Under President Vladimir Putin, the Russian state has continued in the same vein. Putin’s time in office began with a bloodbath. In 1999, a wave of apartment-block bombings killed more than 300 people in three Russian cities. The government blamed the attacks on Chechen terrorists, providing a pretext for a war in the breakaway republic and boosting Putin’s reputation as a tough leader. But from the start, critics poked holes in the official version of events.

The most prominent among those critics have paid a heavy price. In 2003, the investigative journalist Yuri Shchekochikhin died of a mysterious illness and the liberal politician Sergei Yushenkov was shot dead. They had both been investigating allegations that the Russian state security service, the FSB, had orchestrated the bombings to increase support for Putin and the war. 

Meanwhile, many St. Petersburg liberals, who knew that Putin, while working in the city’s municipal administration, had been deeply involved in corrupt import-export, property, and licensing deals, also had unusually poor life expectancies. The liberal lawmaker Galina Starovoitova was shot in November 1998. Anatoly Sobchak, the city’s former mayor, died unexpectedly just after his onetime subordinate became president.

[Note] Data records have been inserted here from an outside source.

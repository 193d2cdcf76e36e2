//! In-memory gateway for tests and dev mode.
//!
//! Records every call and lets tests script verification outcomes per
//! transaction, force timeouts, and fail refunds.

use std::collections::HashMap;
use std::sync::Mutex;

use async_trait::async_trait;
use chrono::Utc;

use crate::error::GatewayError;
use crate::types::{
    InitStatus, PaymentInit, PaymentMetadata, PaymentVerification, RefundOutcome, RefundStatus,
    VerifyStatus, WebhookEvent,
};
use crate::webhook::parse_webhook;
use crate::PaymentGateway;

/// A recorded `initialize` call.
#[derive(Debug, Clone)]
pub struct InitCall {
    pub amount_minor: i64,
    pub currency: String,
    pub metadata: PaymentMetadata,
    pub transaction_id: String,
}

/// A recorded `refund` call.
#[derive(Debug, Clone)]
pub struct RefundCall {
    pub transaction_id: String,
    pub amount_minor: i64,
    pub reason: String,
}

#[derive(Default)]
struct State {
    counter: u64,
    init_calls: Vec<InitCall>,
    refund_calls: Vec<RefundCall>,
    verify_outcomes: HashMap<String, VerifyStatus>,
    timeout_on_verify: bool,
    fail_initialize: bool,
    fail_refund: bool,
}

/// Scriptable in-memory [`PaymentGateway`].
///
/// Unscripted transactions verify as `completed`, so happy paths need no
/// setup.
#[derive(Default)]
pub struct MockGateway {
    state: Mutex<State>,
    webhook_secret: Option<String>,
}

impl MockGateway {
    pub fn new() -> Self {
        Self::default()
    }

    /// Require webhook deliveries to carry a valid signature.
    pub fn with_webhook_secret(secret: impl Into<String>) -> Self {
        Self {
            state: Mutex::new(State::default()),
            webhook_secret: Some(secret.into()),
        }
    }

    /// Script the verification outcome for one transaction id.
    pub fn set_verify_outcome(&self, transaction_id: impl Into<String>, status: VerifyStatus) {
        self.state
            .lock()
            .unwrap()
            .verify_outcomes
            .insert(transaction_id.into(), status);
    }

    /// Make every subsequent `verify` time out.
    pub fn set_timeout_on_verify(&self, timeout: bool) {
        self.state.lock().unwrap().timeout_on_verify = timeout;
    }

    /// Make every subsequent `initialize` fail at the gateway.
    pub fn set_fail_initialize(&self, fail: bool) {
        self.state.lock().unwrap().fail_initialize = fail;
    }

    /// Make every subsequent `refund` fail at the gateway.
    pub fn set_fail_refund(&self, fail: bool) {
        self.state.lock().unwrap().fail_refund = fail;
    }

    /// All `initialize` calls made so far.
    pub fn init_calls(&self) -> Vec<InitCall> {
        self.state.lock().unwrap().init_calls.clone()
    }

    /// All `refund` calls made so far.
    pub fn refund_calls(&self) -> Vec<RefundCall> {
        self.state.lock().unwrap().refund_calls.clone()
    }
}

#[async_trait]
impl PaymentGateway for MockGateway {
    async fn initialize(
        &self,
        amount_minor: i64,
        currency: &str,
        metadata: &PaymentMetadata,
    ) -> Result<PaymentInit, GatewayError> {
        if amount_minor == 0 {
            return Ok(PaymentInit {
                transaction_id: format!("free_{}", metadata.enrollment_id),
                status: InitStatus::Completed,
                amount_minor: 0,
                currency: currency.to_string(),
                checkout_url: None,
                expires_at: None,
            });
        }

        let mut state = self.state.lock().unwrap();
        if state.fail_initialize {
            return Err(GatewayError::Service {
                status: 503,
                message: "gateway unavailable".to_string(),
            });
        }
        state.counter += 1;
        let transaction_id = format!("mock_txn_{}", state.counter);
        state.init_calls.push(InitCall {
            amount_minor,
            currency: currency.to_string(),
            metadata: metadata.clone(),
            transaction_id: transaction_id.clone(),
        });

        Ok(PaymentInit {
            checkout_url: Some(format!("https://checkout.mock/{transaction_id}")),
            transaction_id,
            status: InitStatus::Pending,
            amount_minor,
            currency: currency.to_string(),
            expires_at: None,
        })
    }

    async fn verify(&self, transaction_id: &str) -> Result<PaymentVerification, GatewayError> {
        let state = self.state.lock().unwrap();
        if state.timeout_on_verify {
            return Err(GatewayError::Timeout);
        }
        let status = state
            .verify_outcomes
            .get(transaction_id)
            .copied()
            .unwrap_or(VerifyStatus::Completed);

        Ok(PaymentVerification {
            transaction_id: transaction_id.to_string(),
            status,
            payment_method: Some("card".to_string()),
        })
    }

    async fn refund(
        &self,
        transaction_id: &str,
        amount_minor: i64,
        reason: &str,
    ) -> Result<RefundOutcome, GatewayError> {
        if amount_minor == 0 {
            return Ok(RefundOutcome {
                refund_id: None,
                status: RefundStatus::NotRequired,
                processed_at: Utc::now(),
            });
        }

        let mut state = self.state.lock().unwrap();
        if state.fail_refund {
            return Err(GatewayError::Service {
                status: 502,
                message: "refund processor unavailable".to_string(),
            });
        }
        state.refund_calls.push(RefundCall {
            transaction_id: transaction_id.to_string(),
            amount_minor,
            reason: reason.to_string(),
        });

        Ok(RefundOutcome {
            refund_id: Some(format!("re_{transaction_id}")),
            status: RefundStatus::Completed,
            processed_at: Utc::now(),
        })
    }

    async fn handle_webhook(
        &self,
        payload: &[u8],
        signature: Option<&str>,
    ) -> Result<WebhookEvent, GatewayError> {
        parse_webhook(payload, signature, self.webhook_secret.as_deref())
    }
}
//! Wire types for the payment gateway contract.

use chrono::{DateTime, Utc};
use serde::{Deserialize, Serialize};

use proctor_core::{EnrollmentId, ExamId, StudentId};

/// Metadata attached to every gateway transaction so webhook deliveries and
/// gateway dashboards can be traced back to the enrollment that created them.
#[derive(Debug, Clone, PartialEq, Eq, Serialize, Deserialize)]
pub struct PaymentMetadata {
    pub enrollment_id: EnrollmentId,
    pub exam_id: ExamId,
    pub student_id: StudentId,
    /// Transaction kind tag, e.g. `"exam_enrollment"`.
    pub kind: String,
}

impl PaymentMetadata {
    pub fn enrollment(
        enrollment_id: EnrollmentId,
        exam_id: ExamId,
        student_id: StudentId,
    ) -> Self {
        Self {
            enrollment_id,
            exam_id,
            student_id,
            kind: "exam_enrollment".to_string(),
        }
    }
}

/// Status of a freshly initialized transaction.
#[derive(Debug, Clone, Copy, PartialEq, Eq, Serialize, Deserialize)]
#[serde(rename_all = "snake_case")]
pub enum InitStatus {
    /// Awaiting settlement (the normal case).
    Pending,
    /// Settled immediately (zero-amount short-circuit).
    Completed,
}

/// Result of [`initialize`](crate::PaymentGateway::initialize).
#[derive(Debug, Clone, PartialEq, Serialize, Deserialize)]
pub struct PaymentInit {
    pub transaction_id: String,
    pub status: InitStatus,
    /// Amount echoed back, minor units.
    pub amount_minor: i64,
    pub currency: String,
    /// Hosted checkout page; absent for zero-amount transactions.
    pub checkout_url: Option<String>,
    /// Unix seconds after which the transaction lapses at the gateway.
    pub expires_at: Option<i64>,
}

/// Verification outcome for a transaction.
#[derive(Debug, Clone, Copy, PartialEq, Eq, Serialize, Deserialize)]
#[serde(rename_all = "snake_case")]
pub enum VerifyStatus {
    Completed,
    Failed,
}

/// Result of [`verify`](crate::PaymentGateway::verify).
#[derive(Debug, Clone, PartialEq, Serialize, Deserialize)]
pub struct PaymentVerification {
    pub transaction_id: String,
    pub status: VerifyStatus,
    /// Settlement instrument reported by the gateway, e.g. `"card"`.
    pub payment_method: Option<String>,
}

impl PaymentVerification {
    pub fn is_completed(&self) -> bool {
        self.status == VerifyStatus::Completed
    }
}

/// Status of a refund request.
#[derive(Debug, Clone, Copy, PartialEq, Eq, Serialize, Deserialize)]
#[serde(rename_all = "snake_case")]
pub enum RefundStatus {
    Completed,
    /// Nothing to return (zero-amount short-circuit).
    NotRequired,
}

/// Result of [`refund`](crate::PaymentGateway::refund).
#[derive(Debug, Clone, PartialEq, Serialize, Deserialize)]
pub struct RefundOutcome {
    pub refund_id: Option<String>,
    pub status: RefundStatus,
    pub processed_at: DateTime<Utc>,
}

/// Normalized kind of a webhook event.
#[derive(Debug, Clone, PartialEq, Eq, Serialize, Deserialize)]
#[serde(rename_all = "snake_case")]
pub enum WebhookEventKind {
    /// A transaction settled.
    PaymentCompleted,
    /// A settlement attempt failed.
    PaymentFailed,
    /// Anything this engine does not act on.
    Other(String),
}

/// A validated, normalized webhook delivery.
#[derive(Debug, Clone, PartialEq, Serialize, Deserialize)]
pub struct WebhookEvent {
    pub kind: WebhookEventKind,
    /// Raw event name as delivered, e.g. `"payment.completed"`.
    pub event: String,
    pub transaction_id: String,
    pub processed_at: DateTime<Utc>,
}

Living abroad offers little protection. The Chechen émigré leader Zelimkhan Yandarbiyev was blown up in Qatar in 2004. The perpetrators—two Russian military intelligence officers—were caught, released after some diplomatic arm-twisting, and returned to Russia, where they received heroes’ welcomes. Russian law explicitly permits the assassination of “extremists”—and the definition of an extremist is whatever the Kremlin wishes it to be.